> [WHAT THE EXERCISE ASKS]: Your output should be the listing itself, repeated exactly.

> [DATASET CONTENT]:
#####

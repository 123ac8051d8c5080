//! GetInfo scenarios
//!
//! Version, software id, feature advertisement, and the protected-region
//! queries, all through the in-memory link.

use tracewire_core::protocol::codec::{decode_address, WIRE_ADDRESS_SIZE};
use tracewire_core::{DeviceConfig, FeatureFlags, ResponseCode, PROTOCOL_VERSION};
use tracewire_harness::DeviceLink;

fn connected_link(config: &DeviceConfig) -> DeviceLink {
    let mut link = DeviceLink::new(config);
    link.connect();
    link
}

#[test]
fn protocol_version_is_advertised() {
    let mut link = connected_link(&DeviceConfig::new());
    let response = link.request(1, 1, &[]).unwrap();
    assert_eq!(response.response_code, ResponseCode::Ok);
    assert_eq!(response.data, vec![PROTOCOL_VERSION.major, PROTOCOL_VERSION.minor]);
}

#[test]
fn software_id_round_trips_from_config() {
    let id: [u8; 16] = *b"fw-2024.06-rel-7";
    let mut config = DeviceConfig::new();
    config.set_software_id(id);

    let mut link = connected_link(&config);
    let response = link.request(1, 2, &[]).unwrap();
    assert_eq!(response.response_code, ResponseCode::Ok);
    assert_eq!(response.data, id.to_vec());
}

#[test]
fn supported_features_match_the_build() {
    let mut link = connected_link(&DeviceConfig::new());
    let response = link.request(1, 3, &[]).unwrap();
    assert_eq!(response.response_code, ResponseCode::Ok);
    assert_eq!(response.data.len(), 1);

    let flags = FeatureFlags::new(response.data[0]);
    assert!(flags.has(FeatureFlags::MEMORY_READ));
    assert!(flags.has(FeatureFlags::MEMORY_WRITE));
    assert_eq!(response.data[0], FeatureFlags::advertised().as_u8());
}

#[test]
fn special_region_count_reflects_configuration() {
    let mut config = DeviceConfig::new();
    config.add_forbidden_range(0x1000, 0x1FFF).unwrap();
    config.add_forbidden_range(0x3000, 0x3FFF).unwrap();
    config.add_readonly_range(0x8000, 0x80FF).unwrap();

    let mut link = connected_link(&config);
    let response = link.request(1, 4, &[]).unwrap();
    assert_eq!(response.response_code, ResponseCode::Ok);
    // Readonly count first, forbidden count second.
    assert_eq!(response.data, vec![1, 2]);
}

#[test]
fn special_region_location_names_the_range() {
    let mut config = DeviceConfig::new();
    config.add_forbidden_range(0x1000, 0x1FFF).unwrap();
    config.add_forbidden_range(0x3000, 0x3FFF).unwrap();

    let mut link = connected_link(&config);
    // Region type 1 (forbidden), index 1.
    let response = link.request(1, 5, &[0x01, 0x01]).unwrap();
    assert_eq!(response.response_code, ResponseCode::Ok);
    assert_eq!(response.data.len(), 2 + 2 * WIRE_ADDRESS_SIZE);
    assert_eq!(&response.data[..2], &[0x01, 0x01]);

    let start = decode_address(&response.data[2..2 + WIRE_ADDRESS_SIZE]);
    let end = decode_address(&response.data[2 + WIRE_ADDRESS_SIZE..]);
    assert_eq!((start, end), (0x3000, 0x3FFF));
}

#[test]
fn special_region_location_rejects_bad_queries() {
    let mut config = DeviceConfig::new();
    config.add_readonly_range(0x8000, 0x80FF).unwrap();
    let mut link = connected_link(&config);

    // Index past the table.
    let response = link.request(1, 5, &[0x00, 0x01]).unwrap();
    assert_eq!(response.response_code, ResponseCode::FailureToProceed);
    assert!(response.data.is_empty());

    // Unknown region type byte.
    let response = link.request(1, 5, &[0x02, 0x00]).unwrap();
    assert_eq!(response.response_code, ResponseCode::InvalidRequest);

    // Wrong body length.
    let response = link.request(1, 5, &[0x00]).unwrap();
    assert_eq!(response.response_code, ResponseCode::InvalidRequest);
}

#[test]
fn unknown_get_info_subfunction_is_unsupported() {
    let mut link = connected_link(&DeviceConfig::new());
    let response = link.request(1, 9, &[]).unwrap();
    assert_eq!(response.response_code, ResponseCode::UnsupportedFeature);
    assert!(response.data.is_empty());
}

#####

> [YOUR RESPONSE]:
repository 123ac8051d8c5080
//! GetInfo scenarios
//!
//! Version, software id, feature advertisement, and the protected-region
//! queries, all through the in-memory link.

use tracewire_core::protocol::codec::{decode_address, WIRE_ADDRESS_SIZE};
use tracewire_core::{DeviceConfig, FeatureFlags, ResponseCode, PROTOCOL_VERSION};
use tracewire_harness::DeviceLink;

fn connected_link(config: &DeviceConfig) -> DeviceLink {
    let mut link = DeviceLink::new(config);
    link.connect();
    link
}

#[test]
fn protocol_version_is_advertised() {
    let mut link = connected_link(&DeviceConfig::new());
    let response = link.request(1, 1, &[]).unwrap();
    assert_eq!(response.response_code, ResponseCode::Ok);
    assert_eq!(response.data, vec![PROTOCOL_VERSION.major, PROTOCOL_VERSION.minor]);
}

#[test]
fn software_id_round_trips_from_config() {
    let id: [u8; 16] = *b"fw-2024.06-rel-7";
    let mut config = DeviceConfig::new();
    config.set_software_id(id);

    let mut link = connected_link(&config);
    let response = link.request(1, 2, &[]).unwrap();
    assert_eq!(response.response_code, ResponseCode::Ok);
    assert_eq!(response.data, id.to_vec());
}

#[test]
fn supported_features_match_the_build() {
    let mut link = connected_link(&DeviceConfig::new());
    let response = link.request(1, 3, &[]).unwrap();
    assert_eq!(response.response_code, ResponseCode::Ok);
    assert_eq!(response.data.len(), 1);

    let flags = FeatureFlags::new(response.data[0]);
    assert!(flags.has(FeatureFlags::MEMORY_READ));
    assert!(flags.has(FeatureFlags::MEMORY_WRITE));
    assert_eq!(response.data[0], FeatureFlags::advertised().as_u8());
}

#[test]
fn special_region_count_reflects_configuration() {
    let mut config = DeviceConfig::new();
    config.add_forbidden_range(0x1000, 0x1FFF).unwrap();
    config.add_forbidden_range(0x3000, 0x3FFF).unwrap();
    config.add_readonly_range(0x8000, 0x80FF).unwrap();

    let mut link = connected_link(&config);
    let response = link.request(1, 4, &[]).unwrap();
    assert_eq!(response.response_code, ResponseCode::Ok);
    // Readonly count first, forbidden count second.
    assert_eq!(response.data, vec![1, 2]);
}

#[test]
fn special_region_location_names_the_range() {
    let mut config = DeviceConfig::new();
    config.add_forbidden_range(0x1000, 0x1FFF).unwrap();
    config.add_forbidden_range(0x3000, 0x3FFF).unwrap();

    let mut link = connected_link(&config);
    // Region type 1 (forbidden), index 1.
    let response = link.request(1, 5, &[0x01, 0x01]).unwrap();
    assert_eq!(response.response_code, ResponseCode::Ok);
    assert_eq!(response.data.len(), 2 + 2 * WIRE_ADDRESS_SIZE);
    assert_eq!(&response.data[..2], &[0x01, 0x01]);

    let start = decode_address(&response.data[2..2 + WIRE_ADDRESS_SIZE]);
    let end = decode_address(&response.data[2 + WIRE_ADDRESS_SIZE..]);
    assert_eq!((start, end), (0x3000, 0x3FFF));
}

#[test]
fn special_region_location_rejects_bad_queries() {
    let mut config = DeviceConfig::new();
    config.add_readonly_range(0x8000, 0x80FF).unwrap();
    let mut link = connected_link(&config);

    // Index past the table.
    let response = link.request(1, 5, &[0x00, 0x01]).unwrap();
    assert_eq!(response.response_code, ResponseCode::FailureToProceed);
    assert!(response.data.is_empty());

    // Unknown region type byte.
    let response = link.request(1, 5, &[0x02, 0x00]).unwrap();
    assert_eq!(response.response_code, ResponseCode::InvalidRequest);

    // Wrong body length.
    let response = link.request(1, 5, &[0x00]).unwrap();
    assert_eq!(response.response_code, ResponseCode::InvalidRequest);
}

#[test]
fn unknown_get_info_subfunction_is_unsupported() {
    let mut link = connected_link(&DeviceConfig::new());
    let response = link.request(1, 9, &[]).unwrap();
    assert_eq!(response.response_code, ResponseCode::UnsupportedFeature);
    assert!(response.data.is_empty());
}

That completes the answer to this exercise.